Um zwölf Uhr ist die Strada Rabat erneut bevölkert wie bei einer Kundgebung. Hin und her geht es wieder, das alte Spiel. Die ersten Abholer werden hereingerufen. Doch dann verkündet Ernesto: „Die Computer sind zusammengebrochen.“

Ein paar Visa werden noch per Hand geschrieben. Das von Kinga ist nicht dabei und das der Stoians auch nicht, obwohl sie doch zur Hochzeit müssen. Auch Ana Vasile aus Iasi geht leer aus.

So sind sie heute alle wieder da. Außer Ana Vasile. Die hat es nicht mehr ausgehalten. Und ist mit dem Nachtzug nach Hause gefahren. Die anderen kommen heute auch nicht weiter, denn die Computer sind weiter im Streik. Nur Kinga Sütö darf am Nachmittag die heiligen Hallen nochmals betreten. Und soll morgen wiederkommen. Zum Visuminterview.

Über Nacht ist Herr Vasile aus Iasi gekommen, um statt seiner Frau auf ihr Visum zu warten. So trifft er die Stoians, die jetzt gar nicht mehr heim nach Craiova fahren, sondern seit zwei Nächten auf der kleinen Wiese vor der Botschaft schlafen. „Wir haben uns sogar telefonisch beim Vizekonsul beschwert, weil unsere Tochter doch in zwei Tagen heiratet“, erzählt Herr Stoian. Vor morgen kann man da nichts machen, hieß es. „Und dann schaffen wir es auf keinen Fall mit dem Bus noch bis nach Hildesheim“, resigniert seine Frau.

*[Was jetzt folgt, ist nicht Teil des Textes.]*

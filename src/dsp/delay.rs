use crate::MAX_DELAY_MS;

pub struct DelayLine {
    buffer: Vec<f32>,
    write_pos: usize,
}

impl DelayLine {
    /// Delay line long enough for `MAX_DELAY_MS` at `sample_rate`.
    pub fn for_sample_rate(sample_rate: f32) -> Self {
        Self::with_capacity(capacity_for(sample_rate))
    }

    /// Delay line holding `capacity` samples (at least 2).
    pub fn with_capacity(capacity: usize) -> Self {
        Self {
            buffer: vec![0.0; capacity.max(2)],
            write_pos: 0,
        }
    }

    /// Longest delay that can be read back.
    pub fn max_delay(&self) -> usize {
        self.buffer.len() - 1
    }

    /// Sample written `delay_samples` writes ago (1 = most recent).
    pub fn read(&self, delay_samples: usize) -> f32 {
        let len = self.buffer.len();
        let delay_samples = delay_samples.clamp(1, len - 1);
        let read_pos = (self.write_pos + len - delay_samples) % len;
        self.buffer[read_pos]
    }

    pub fn write(&mut self, sample: f32) {
        self.buffer[self.write_pos] = sample;
        self.write_pos = (self.write_pos + 1) % self.buffer.len();
    }

    pub fn reset(&mut self) {
        self.buffer.fill(0.0);
        self.write_pos = 0;
    }
}

/// Buffer length that can read back `MAX_DELAY_MS` at `sample_rate`.
pub fn capacity_for(sample_rate: f32) -> usize {
    (MAX_DELAY_MS / 1000.0 * sample_rate).ceil() as usize + 1
}

#[cfg(test)]
mod tests {
    use super::*;

    #[test]
    fn test_read_returns_past_writes() {
        let mut line = DelayLine::with_capacity(8);
        for s in [1.0, 2.0, 3.0] {
            line.write(s);
        }
        assert_eq!(line.read(1), 3.0);
        assert_eq!(line.read(3), 1.0);
        assert_eq!(line.read(4), 0.0);
    }

    #[test]
    fn test_wraps_around() {
        let mut line = DelayLine::with_capacity(4);
        for s in 1..=6 {
            line.write(s as f32);
        }
        assert_eq!(line.read(1), 6.0);
        assert_eq!(line.read(3), 4.0);
    }

    #[test]
    fn test_delay_clamped_to_capacity() {
        let mut line = DelayLine::with_capacity(4);
        for s in 1..=4 {
            line.write(s as f32);
        }
        assert_eq!(line.read(100), line.read(line.max_delay()));
        assert_eq!(line.read(0), line.read(1));
    }

    #[test]
    fn test_sized_for_max_delay() {
        assert_eq!(DelayLine::for_sample_rate(48_000.0).max_delay(), 96_000);
        assert_eq!(DelayLine::for_sample_rate(192_000.0).max_delay(), 384_000);
    }

    #[test]
    fn test_reset_clears() {
        let mut line = DelayLine::with_capacity(4);
        line.write(1.0);
        line.reset();
        assert_eq!(line.read(1), 0.0);
    }
}
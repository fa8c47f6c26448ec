use std::sync::Arc;

use crate::{
    dsp::delay::{capacity_for, DelayLine},
    params::DelayParams,
};

/*
Feedback Delay
==============

A single echo tap with regeneration:

  delayed  = line[n - T]
  line[n]  = x[n] + feedback * delayed
  y[n]     = (1 - mix) * x[n] + mix * delayed

T is the delay time converted to whole samples at the current sample rate,
never less than one sample. Parameters are read from the shared
`DelayParams` on every sample, so host changes apply immediately (and can
click; there is no interpolation between old and new values).

Both channel strips own their own `FeedbackDelay` (independent buffers and
cursors) while pointing at the same `DelayParams`.
*/

pub struct FeedbackDelay {
    line: DelayLine,
    params: Arc<DelayParams>,
    sample_rate: f32,
}

impl FeedbackDelay {
    pub fn new(params: Arc<DelayParams>, sample_rate: f32) -> Self {
        Self {
            line: DelayLine::for_sample_rate(sample_rate),
            params,
            sample_rate,
        }
    }

    pub fn sample_rate(&self) -> f32 {
        self.sample_rate
    }

    /// Change the sample rate. Grows the delay line (clearing it) when the
    /// new rate needs more room for `MAX_DELAY_MS`; allocates, so not for the
    /// audio thread.
    pub fn set_sample_rate(&mut self, sample_rate: f32) {
        self.sample_rate = sample_rate;
        if capacity_for(sample_rate) > self.line.max_delay() + 1 {
            self.line = DelayLine::for_sample_rate(sample_rate);
        }
    }

    pub fn params(&self) -> &Arc<DelayParams> {
        &self.params
    }

    /// Current delay time in whole samples.
    pub fn delay_samples(&self) -> usize {
        let samples = (self.params.delay_ms() / 1000.0 * self.sample_rate).round() as usize;
        samples.clamp(1, self.line.max_delay())
    }

    #[inline]
    pub fn next_sample(&mut self, input: f32) -> f32 {
        let feedback = self.params.feedback();
        let mix = self.params.mix();

        let delayed = self.line.read(self.delay_samples());
        self.line.write(input + delayed * feedback);

        input * (1.0 - mix) + delayed * mix
    }

    /// Process `input` into `output` sample by sample.
    pub fn render(&mut self, input: &[f32], output: &mut [f32]) {
        for (out, &x) in output.iter_mut().zip(input) {
            *out = self.next_sample(x);
        }
    }

    pub fn reset(&mut self) {
        self.line.reset();
    }
}
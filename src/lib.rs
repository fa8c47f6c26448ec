pub mod analysis; // Ring buffering, transform, note binning, byte encoding
pub mod config;
pub mod dsp;
pub mod effect; // Channel dispatch, bypass, frame emission
pub mod error;
pub mod host;
pub mod io;
pub mod params;
pub mod telemetry; // Realtime-safe handoff to the frame consumer

pub use config::{EffectConfig, PayloadShape};
pub use effect::AnalyzerEffect;
pub use error::{ConfigError, SinkError};
pub use params::DelayParams;

/// Samples per analysis cycle.
pub const WINDOW_SIZE: usize = 1024;
/// Entries in the note table and in a note-binned frame.
pub const NOTE_COUNT: usize = 128;
/// Largest payload a frame can carry (the bin-indexed variant).
pub const MAX_FRAME_LEN: usize = WINDOW_SIZE / 2;

pub const MAX_BLOCK_SIZE: usize = 2048;
/// Longest delay time; delay lines are sized for it at the current sample rate.
pub const MAX_DELAY_MS: f32 = 2_000.0;
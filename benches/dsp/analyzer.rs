//! Benchmarks for the per-channel analysis pipeline.

use std::hint::black_box;
use std::sync::Arc;

use criterion::{BenchmarkId, Criterion};
use notelight::{
    analysis::{ChannelAnalyzer, NoteTable},
    PayloadShape, WINDOW_SIZE,
};

use crate::BLOCK_SIZES;

pub fn bench_analyzer(c: &mut Criterion) {
    let mut group = c.benchmark_group("dsp/analyzer");
    let table = Arc::new(NoteTable::equal_tempered());

    // One full cycle: transform, binning and encoding.
    for payload in [PayloadShape::Notes, PayloadShape::Bins] {
        let mut analyzer =
            ChannelAnalyzer::new(Arc::clone(&table), 48_000.0, WINDOW_SIZE, payload, 1.0);
        for i in 0..WINDOW_SIZE - 1 {
            analyzer.push((i as f32 * 0.05).sin());
        }
        group.bench_function(BenchmarkId::new("analyze", format!("{payload:?}")), |b| {
            b.iter(|| black_box(analyzer.analyze().len()))
        });
    }

    // Accumulation only, as seen by most host blocks.
    for &size in BLOCK_SIZES {
        let input: Vec<f32> = (0..size).map(|i| (i as f32 * 0.1).sin()).collect();
        let mut analyzer = ChannelAnalyzer::new(
            Arc::clone(&table),
            48_000.0,
            WINDOW_SIZE,
            PayloadShape::Notes,
            1.0,
        );
        group.bench_with_input(BenchmarkId::new("push", size), &size, |b, _| {
            b.iter(|| {
                let mut frames = 0usize;
                for &x in &input {
                    if analyzer.push(black_box(x)).is_some() {
                        frames += 1;
                    }
                }
                frames
            })
        });
    }

    group.finish();
}
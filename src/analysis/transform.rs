use std::sync::Arc;

use rustfft::{num_complex::Complex, Fft, FftPlanner, Length};

/// Center frequency (Hz) of spectrum bin `bin` for a `window_size`-point transform.
#[inline]
pub fn bin_frequency(bin: usize, sample_rate: f32, window_size: usize) -> f32 {
    bin as f32 * sample_rate / window_size as f32
}

/// Forward FFT producing the magnitude spectrum below Nyquist.
///
/// No window function is applied: the raw window goes straight into the
/// transform, so tones that do not land on a bin center leak into their
/// neighbours. The downstream calibration assumes this.
///
/// Magnitudes use symmetric scaling, `|X[i]| / sqrt(N)`.
pub struct SpectralTransform {
    fft: Arc<dyn Fft<f32>>,
    scratch: Vec<Complex<f32>>,
    scale: f32,
}

impl SpectralTransform {
    pub fn new(window_size: usize) -> Self {
        let mut planner = FftPlanner::new();
        let fft = planner.plan_fft_forward(window_size);
        let scratch = vec![Complex::new(0.0, 0.0); fft.get_inplace_scratch_len()];

        Self {
            fft,
            scratch,
            scale: 1.0 / (window_size as f32).sqrt(),
        }
    }

    pub fn window_size(&self) -> usize {
        self.fft.len()
    }

    /// Number of magnitude bins produced (`window_size / 2`).
    pub fn bin_count(&self) -> usize {
        self.fft.len() / 2
    }

    /// Transform `buffer` in place and write `bin_count()` magnitudes to `magnitudes`.
    ///
    /// `buffer` must hold exactly `window_size()` samples; its contents are
    /// replaced by the complex spectrum.
    pub fn process(&mut self, buffer: &mut [Complex<f32>], magnitudes: &mut [f32]) {
        debug_assert_eq!(buffer.len(), self.fft.len());
        debug_assert!(magnitudes.len() >= self.bin_count());

        self.fft.process_with_scratch(buffer, &mut self.scratch);

        for (mag, bin) in magnitudes.iter_mut().zip(&buffer[..self.bin_count()]) {
            *mag = bin.norm() * self.scale;
        }
    }
}
use clap::Parser;
use notelight::{params::DelayParamsSnapshot, EffectConfig, PayloadShape};

#[derive(Parser, Debug)]
#[command(name = "notelight", about = "Live note-binned spectrum analyzer with feedback delay")]
pub struct Cli {
    /// Delay time in milliseconds
    #[arg(long, default_value_t = 250.0)]
    pub delay_ms: f32,

    /// Feedback amount (0.0-0.98)
    #[arg(long, default_value_t = 0.35)]
    pub feedback: f32,

    /// Dry/wet mix (0.0 = dry, 1.0 = wet)
    #[arg(long, default_value_t = 0.3)]
    pub mix: f32,

    /// Emit one byte per FFT bin instead of per note
    #[arg(long)]
    pub bins: bool,

    /// Magnitude that maps to full brightness
    #[arg(long, default_value_t = 1.0)]
    pub full_scale: f32,

    /// Start with the effect bypassed
    #[arg(long)]
    pub bypass: bool,

    /// Don't monitor the delayed signal on the output device
    #[arg(long)]
    pub no_monitor: bool,

    /// Log frames instead of drawing the terminal UI
    #[arg(long)]
    pub headless: bool,
}

impl Cli {
    pub fn delay_params(&self) -> DelayParamsSnapshot {
        DelayParamsSnapshot {
            delay_ms: self.delay_ms,
            feedback: self.feedback,
            mix: self.mix,
        }
    }

    pub fn effect_config(&self, sample_rate: f32) -> EffectConfig {
        let payload = if self.bins {
            PayloadShape::Bins
        } else {
            PayloadShape::Notes
        };
        EffectConfig::default()
            .with_sample_rate(sample_rate)
            .with_payload(payload)
            .with_full_scale(self.full_scale)
    }
}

Um kurz nach fünf ist es soweit: Kinga Sütö hat ihr Interview. Ihre Mutter wartet draußen, Reisetaschen und Proviant für die Heimfahrt bereits dabei. Nach einer halben Stunde kommt Kinga heraus. In der Hand hält sie den roten Reisepaß. Und irgendwo, auf einer der hintersten Seiten, steht der grünblaue Aufdruck: Visum.

Am nächsten Morgen sind die beiden wieder daheim in Bicaz. Die Operation „Visum“ ist für Kinga Süto nach elf Tagen und zwei Stunden zu Ende.